(Stored data)
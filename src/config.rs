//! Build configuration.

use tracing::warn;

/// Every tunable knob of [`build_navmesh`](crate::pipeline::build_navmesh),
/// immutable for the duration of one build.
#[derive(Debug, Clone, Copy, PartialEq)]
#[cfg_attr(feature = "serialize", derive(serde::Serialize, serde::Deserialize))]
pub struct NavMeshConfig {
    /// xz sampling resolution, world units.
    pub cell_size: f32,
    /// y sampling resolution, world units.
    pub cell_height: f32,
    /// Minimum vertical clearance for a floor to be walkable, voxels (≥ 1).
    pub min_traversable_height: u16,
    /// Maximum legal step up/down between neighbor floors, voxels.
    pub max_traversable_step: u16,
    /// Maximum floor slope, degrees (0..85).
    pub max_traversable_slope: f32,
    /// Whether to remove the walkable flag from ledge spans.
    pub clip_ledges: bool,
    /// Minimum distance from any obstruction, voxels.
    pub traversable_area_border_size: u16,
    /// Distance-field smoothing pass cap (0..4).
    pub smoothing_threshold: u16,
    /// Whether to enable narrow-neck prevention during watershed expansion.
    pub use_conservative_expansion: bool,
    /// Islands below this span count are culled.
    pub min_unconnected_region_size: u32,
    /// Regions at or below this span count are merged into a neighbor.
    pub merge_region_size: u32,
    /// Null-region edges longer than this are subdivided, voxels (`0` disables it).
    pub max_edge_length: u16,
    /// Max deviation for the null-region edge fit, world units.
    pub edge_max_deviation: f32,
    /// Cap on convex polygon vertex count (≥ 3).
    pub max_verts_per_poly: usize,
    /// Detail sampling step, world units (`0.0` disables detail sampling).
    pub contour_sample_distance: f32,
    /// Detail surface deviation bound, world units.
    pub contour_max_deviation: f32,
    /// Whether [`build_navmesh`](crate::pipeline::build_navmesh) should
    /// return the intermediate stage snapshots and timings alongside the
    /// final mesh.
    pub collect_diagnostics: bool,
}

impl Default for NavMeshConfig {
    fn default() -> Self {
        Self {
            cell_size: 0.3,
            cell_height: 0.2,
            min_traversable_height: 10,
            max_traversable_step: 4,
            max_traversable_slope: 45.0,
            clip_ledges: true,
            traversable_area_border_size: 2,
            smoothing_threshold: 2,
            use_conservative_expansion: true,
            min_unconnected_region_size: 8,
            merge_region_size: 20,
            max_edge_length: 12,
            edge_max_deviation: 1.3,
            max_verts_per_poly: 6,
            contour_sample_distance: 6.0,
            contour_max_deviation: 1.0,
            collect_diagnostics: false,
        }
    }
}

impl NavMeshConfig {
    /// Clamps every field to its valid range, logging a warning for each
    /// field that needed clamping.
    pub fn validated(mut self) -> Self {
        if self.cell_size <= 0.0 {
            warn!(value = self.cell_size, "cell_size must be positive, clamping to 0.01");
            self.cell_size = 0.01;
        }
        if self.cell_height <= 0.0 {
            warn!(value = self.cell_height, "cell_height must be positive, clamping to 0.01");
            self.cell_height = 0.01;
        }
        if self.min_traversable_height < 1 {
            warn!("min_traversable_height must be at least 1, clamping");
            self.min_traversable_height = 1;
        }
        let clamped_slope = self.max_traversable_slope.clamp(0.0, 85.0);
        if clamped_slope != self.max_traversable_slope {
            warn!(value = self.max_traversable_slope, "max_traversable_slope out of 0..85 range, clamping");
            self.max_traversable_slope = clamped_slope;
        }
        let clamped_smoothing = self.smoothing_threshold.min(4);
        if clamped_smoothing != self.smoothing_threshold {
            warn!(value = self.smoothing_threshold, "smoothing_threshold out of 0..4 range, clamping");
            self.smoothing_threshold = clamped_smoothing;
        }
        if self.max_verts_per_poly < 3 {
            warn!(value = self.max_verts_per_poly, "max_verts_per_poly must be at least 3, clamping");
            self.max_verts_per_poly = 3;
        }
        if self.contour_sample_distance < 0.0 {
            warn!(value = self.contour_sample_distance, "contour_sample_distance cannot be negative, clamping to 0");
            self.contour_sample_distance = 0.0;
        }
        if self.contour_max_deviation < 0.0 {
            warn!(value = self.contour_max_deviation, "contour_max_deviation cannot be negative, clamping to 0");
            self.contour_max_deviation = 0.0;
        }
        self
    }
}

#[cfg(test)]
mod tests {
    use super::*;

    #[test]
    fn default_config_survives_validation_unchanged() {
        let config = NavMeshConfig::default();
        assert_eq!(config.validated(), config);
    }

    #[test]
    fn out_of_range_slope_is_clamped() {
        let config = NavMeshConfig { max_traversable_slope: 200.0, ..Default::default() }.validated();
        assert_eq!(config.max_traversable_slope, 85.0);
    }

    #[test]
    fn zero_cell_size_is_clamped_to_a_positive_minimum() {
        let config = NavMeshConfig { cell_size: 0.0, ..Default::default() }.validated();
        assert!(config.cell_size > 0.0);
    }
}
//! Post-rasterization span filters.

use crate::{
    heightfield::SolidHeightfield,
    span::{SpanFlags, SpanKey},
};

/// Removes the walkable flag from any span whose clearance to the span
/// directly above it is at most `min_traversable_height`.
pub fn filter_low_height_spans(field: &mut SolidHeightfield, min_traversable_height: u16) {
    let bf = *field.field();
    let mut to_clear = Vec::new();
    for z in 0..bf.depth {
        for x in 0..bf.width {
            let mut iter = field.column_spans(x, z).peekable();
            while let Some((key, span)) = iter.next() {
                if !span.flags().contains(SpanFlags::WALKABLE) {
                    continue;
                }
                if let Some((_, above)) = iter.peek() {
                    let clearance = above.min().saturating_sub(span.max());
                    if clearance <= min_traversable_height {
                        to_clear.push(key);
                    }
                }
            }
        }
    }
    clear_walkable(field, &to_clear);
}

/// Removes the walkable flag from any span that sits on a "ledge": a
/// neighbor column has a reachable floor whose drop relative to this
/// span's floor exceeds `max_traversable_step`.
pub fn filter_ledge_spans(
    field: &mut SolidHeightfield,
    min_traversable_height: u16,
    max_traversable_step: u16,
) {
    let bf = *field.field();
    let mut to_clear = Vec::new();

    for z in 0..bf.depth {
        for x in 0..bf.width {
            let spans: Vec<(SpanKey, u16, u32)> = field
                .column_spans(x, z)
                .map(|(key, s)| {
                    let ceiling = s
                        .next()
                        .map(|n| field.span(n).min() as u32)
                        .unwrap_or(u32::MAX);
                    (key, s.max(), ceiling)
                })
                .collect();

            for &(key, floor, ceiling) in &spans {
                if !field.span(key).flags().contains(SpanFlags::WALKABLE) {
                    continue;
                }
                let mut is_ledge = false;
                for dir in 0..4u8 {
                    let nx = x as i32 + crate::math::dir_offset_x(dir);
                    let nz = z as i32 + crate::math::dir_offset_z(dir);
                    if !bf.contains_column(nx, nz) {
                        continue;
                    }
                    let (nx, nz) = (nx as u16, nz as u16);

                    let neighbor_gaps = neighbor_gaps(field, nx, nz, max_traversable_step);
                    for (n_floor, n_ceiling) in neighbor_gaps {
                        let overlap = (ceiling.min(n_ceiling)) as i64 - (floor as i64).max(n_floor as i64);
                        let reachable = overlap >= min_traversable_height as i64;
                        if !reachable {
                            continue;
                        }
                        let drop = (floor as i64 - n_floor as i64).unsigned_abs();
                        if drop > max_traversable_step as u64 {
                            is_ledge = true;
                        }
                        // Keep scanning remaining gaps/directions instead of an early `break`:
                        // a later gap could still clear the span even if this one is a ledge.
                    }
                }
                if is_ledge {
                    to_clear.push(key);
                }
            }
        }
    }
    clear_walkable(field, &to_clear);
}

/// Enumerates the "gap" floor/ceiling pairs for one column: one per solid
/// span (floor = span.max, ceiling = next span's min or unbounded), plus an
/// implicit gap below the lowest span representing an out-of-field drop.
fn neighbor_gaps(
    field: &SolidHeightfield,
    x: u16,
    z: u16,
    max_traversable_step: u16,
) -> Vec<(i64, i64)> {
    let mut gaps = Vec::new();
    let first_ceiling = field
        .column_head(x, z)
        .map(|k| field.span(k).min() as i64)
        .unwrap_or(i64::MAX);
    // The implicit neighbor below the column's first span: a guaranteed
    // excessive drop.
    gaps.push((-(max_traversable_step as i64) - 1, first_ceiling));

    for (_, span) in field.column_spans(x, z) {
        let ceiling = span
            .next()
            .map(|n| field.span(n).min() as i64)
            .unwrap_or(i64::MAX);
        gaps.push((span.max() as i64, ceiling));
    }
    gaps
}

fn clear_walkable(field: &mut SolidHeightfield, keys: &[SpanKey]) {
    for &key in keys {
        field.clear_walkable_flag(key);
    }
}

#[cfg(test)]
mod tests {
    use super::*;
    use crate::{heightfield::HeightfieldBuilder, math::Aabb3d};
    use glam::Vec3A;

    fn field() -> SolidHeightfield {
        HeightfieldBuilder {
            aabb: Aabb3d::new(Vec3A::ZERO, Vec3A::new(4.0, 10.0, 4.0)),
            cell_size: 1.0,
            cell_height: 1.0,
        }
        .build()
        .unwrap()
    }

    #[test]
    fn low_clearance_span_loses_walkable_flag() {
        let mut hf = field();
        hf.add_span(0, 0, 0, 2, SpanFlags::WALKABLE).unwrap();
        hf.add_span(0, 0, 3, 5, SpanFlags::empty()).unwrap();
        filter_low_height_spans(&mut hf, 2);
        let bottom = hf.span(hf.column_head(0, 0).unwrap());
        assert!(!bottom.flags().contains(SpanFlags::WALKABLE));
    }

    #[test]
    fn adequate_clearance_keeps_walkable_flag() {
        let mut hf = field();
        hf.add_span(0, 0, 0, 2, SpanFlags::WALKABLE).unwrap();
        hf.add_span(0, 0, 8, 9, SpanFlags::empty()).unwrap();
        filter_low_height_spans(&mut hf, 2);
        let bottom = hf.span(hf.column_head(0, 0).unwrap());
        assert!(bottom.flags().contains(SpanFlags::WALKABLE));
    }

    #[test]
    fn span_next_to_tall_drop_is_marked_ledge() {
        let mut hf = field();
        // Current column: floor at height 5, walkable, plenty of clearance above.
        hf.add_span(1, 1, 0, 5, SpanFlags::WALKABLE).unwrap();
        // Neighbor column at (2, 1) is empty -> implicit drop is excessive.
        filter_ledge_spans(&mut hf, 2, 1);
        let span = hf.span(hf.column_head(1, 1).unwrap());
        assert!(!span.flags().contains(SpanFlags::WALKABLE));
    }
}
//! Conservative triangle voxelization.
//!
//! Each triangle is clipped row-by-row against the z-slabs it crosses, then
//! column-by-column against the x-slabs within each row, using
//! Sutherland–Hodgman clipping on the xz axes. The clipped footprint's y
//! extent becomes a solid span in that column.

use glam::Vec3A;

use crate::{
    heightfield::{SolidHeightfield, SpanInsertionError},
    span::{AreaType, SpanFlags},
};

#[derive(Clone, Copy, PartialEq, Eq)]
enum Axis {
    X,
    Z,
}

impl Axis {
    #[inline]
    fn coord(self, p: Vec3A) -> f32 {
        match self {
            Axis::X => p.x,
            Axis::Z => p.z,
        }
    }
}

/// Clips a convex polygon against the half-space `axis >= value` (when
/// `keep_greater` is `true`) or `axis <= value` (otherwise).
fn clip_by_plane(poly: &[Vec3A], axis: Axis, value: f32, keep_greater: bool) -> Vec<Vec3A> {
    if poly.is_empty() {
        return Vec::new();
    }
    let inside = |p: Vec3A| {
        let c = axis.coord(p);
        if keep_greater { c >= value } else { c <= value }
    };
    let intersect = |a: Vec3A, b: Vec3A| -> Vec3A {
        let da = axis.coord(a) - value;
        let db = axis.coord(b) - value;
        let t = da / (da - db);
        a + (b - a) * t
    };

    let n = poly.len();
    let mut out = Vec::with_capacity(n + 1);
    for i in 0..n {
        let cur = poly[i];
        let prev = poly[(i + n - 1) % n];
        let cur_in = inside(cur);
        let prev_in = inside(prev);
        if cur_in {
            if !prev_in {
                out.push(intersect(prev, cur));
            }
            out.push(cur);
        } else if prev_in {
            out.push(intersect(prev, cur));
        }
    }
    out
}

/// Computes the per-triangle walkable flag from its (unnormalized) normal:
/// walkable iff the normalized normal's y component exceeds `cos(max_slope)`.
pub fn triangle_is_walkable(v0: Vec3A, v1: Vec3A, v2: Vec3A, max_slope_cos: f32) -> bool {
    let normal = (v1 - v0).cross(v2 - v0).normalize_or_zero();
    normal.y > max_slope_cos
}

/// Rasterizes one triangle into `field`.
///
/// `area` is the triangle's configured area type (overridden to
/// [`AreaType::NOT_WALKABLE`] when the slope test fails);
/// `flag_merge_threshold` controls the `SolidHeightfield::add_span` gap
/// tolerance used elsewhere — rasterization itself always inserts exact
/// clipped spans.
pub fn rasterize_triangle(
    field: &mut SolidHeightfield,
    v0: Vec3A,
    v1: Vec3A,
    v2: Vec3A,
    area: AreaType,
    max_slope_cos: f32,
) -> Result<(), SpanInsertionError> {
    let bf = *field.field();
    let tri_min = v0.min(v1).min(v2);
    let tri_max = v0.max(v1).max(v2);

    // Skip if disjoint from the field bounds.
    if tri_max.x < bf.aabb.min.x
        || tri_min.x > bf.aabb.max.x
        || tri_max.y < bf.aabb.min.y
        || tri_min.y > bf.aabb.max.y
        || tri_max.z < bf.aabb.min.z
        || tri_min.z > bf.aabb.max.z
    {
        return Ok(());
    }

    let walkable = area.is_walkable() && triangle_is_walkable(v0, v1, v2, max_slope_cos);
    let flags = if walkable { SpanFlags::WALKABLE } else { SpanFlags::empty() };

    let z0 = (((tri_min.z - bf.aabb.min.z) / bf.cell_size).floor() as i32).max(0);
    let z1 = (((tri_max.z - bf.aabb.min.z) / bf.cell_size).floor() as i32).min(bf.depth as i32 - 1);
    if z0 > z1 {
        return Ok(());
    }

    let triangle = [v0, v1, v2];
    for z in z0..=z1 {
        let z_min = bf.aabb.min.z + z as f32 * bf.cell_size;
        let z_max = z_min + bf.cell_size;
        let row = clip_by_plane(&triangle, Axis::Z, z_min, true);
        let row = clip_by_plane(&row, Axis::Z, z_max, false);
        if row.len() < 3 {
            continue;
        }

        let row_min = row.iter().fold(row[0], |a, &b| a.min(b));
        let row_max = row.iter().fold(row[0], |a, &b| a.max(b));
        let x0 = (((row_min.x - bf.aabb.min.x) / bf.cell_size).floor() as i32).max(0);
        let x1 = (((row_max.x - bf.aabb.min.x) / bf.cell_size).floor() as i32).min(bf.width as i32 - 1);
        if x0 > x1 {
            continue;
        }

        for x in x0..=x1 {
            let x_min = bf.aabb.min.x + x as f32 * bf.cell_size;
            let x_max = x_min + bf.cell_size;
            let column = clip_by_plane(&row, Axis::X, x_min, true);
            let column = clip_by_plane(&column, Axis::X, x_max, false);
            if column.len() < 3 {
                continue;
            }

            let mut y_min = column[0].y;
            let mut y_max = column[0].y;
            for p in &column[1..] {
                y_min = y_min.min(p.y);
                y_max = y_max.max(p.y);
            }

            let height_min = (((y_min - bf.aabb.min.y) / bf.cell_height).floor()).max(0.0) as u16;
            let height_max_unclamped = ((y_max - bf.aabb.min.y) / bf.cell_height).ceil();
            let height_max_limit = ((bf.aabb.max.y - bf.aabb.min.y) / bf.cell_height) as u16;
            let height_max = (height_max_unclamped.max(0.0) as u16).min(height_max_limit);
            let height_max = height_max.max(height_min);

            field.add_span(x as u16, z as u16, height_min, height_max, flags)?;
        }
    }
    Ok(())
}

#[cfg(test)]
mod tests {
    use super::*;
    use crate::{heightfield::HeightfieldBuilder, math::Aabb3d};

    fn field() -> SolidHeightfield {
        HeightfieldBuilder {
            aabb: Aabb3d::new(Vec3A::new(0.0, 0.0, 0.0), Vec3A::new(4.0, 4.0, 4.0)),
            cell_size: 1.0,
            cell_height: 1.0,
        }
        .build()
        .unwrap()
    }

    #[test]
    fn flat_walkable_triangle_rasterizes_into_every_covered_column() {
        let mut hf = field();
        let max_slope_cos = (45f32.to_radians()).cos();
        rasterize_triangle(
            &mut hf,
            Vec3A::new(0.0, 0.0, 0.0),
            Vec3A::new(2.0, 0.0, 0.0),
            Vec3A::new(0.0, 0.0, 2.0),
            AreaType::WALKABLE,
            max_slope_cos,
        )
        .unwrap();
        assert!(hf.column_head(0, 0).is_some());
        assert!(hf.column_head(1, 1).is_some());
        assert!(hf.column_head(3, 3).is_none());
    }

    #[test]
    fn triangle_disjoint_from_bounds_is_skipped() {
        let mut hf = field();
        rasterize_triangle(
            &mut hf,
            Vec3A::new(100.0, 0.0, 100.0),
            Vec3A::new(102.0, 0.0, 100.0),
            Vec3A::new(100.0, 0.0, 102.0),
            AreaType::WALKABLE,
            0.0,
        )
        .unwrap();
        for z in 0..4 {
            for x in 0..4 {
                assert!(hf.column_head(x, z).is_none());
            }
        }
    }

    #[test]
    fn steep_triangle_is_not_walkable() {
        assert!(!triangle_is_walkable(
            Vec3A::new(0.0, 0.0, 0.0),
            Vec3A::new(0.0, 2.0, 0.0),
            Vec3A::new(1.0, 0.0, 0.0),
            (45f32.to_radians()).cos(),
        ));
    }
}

* Exercise description: Return only the number of lines in the data that hold the string "excessive".

* Result for this task: 2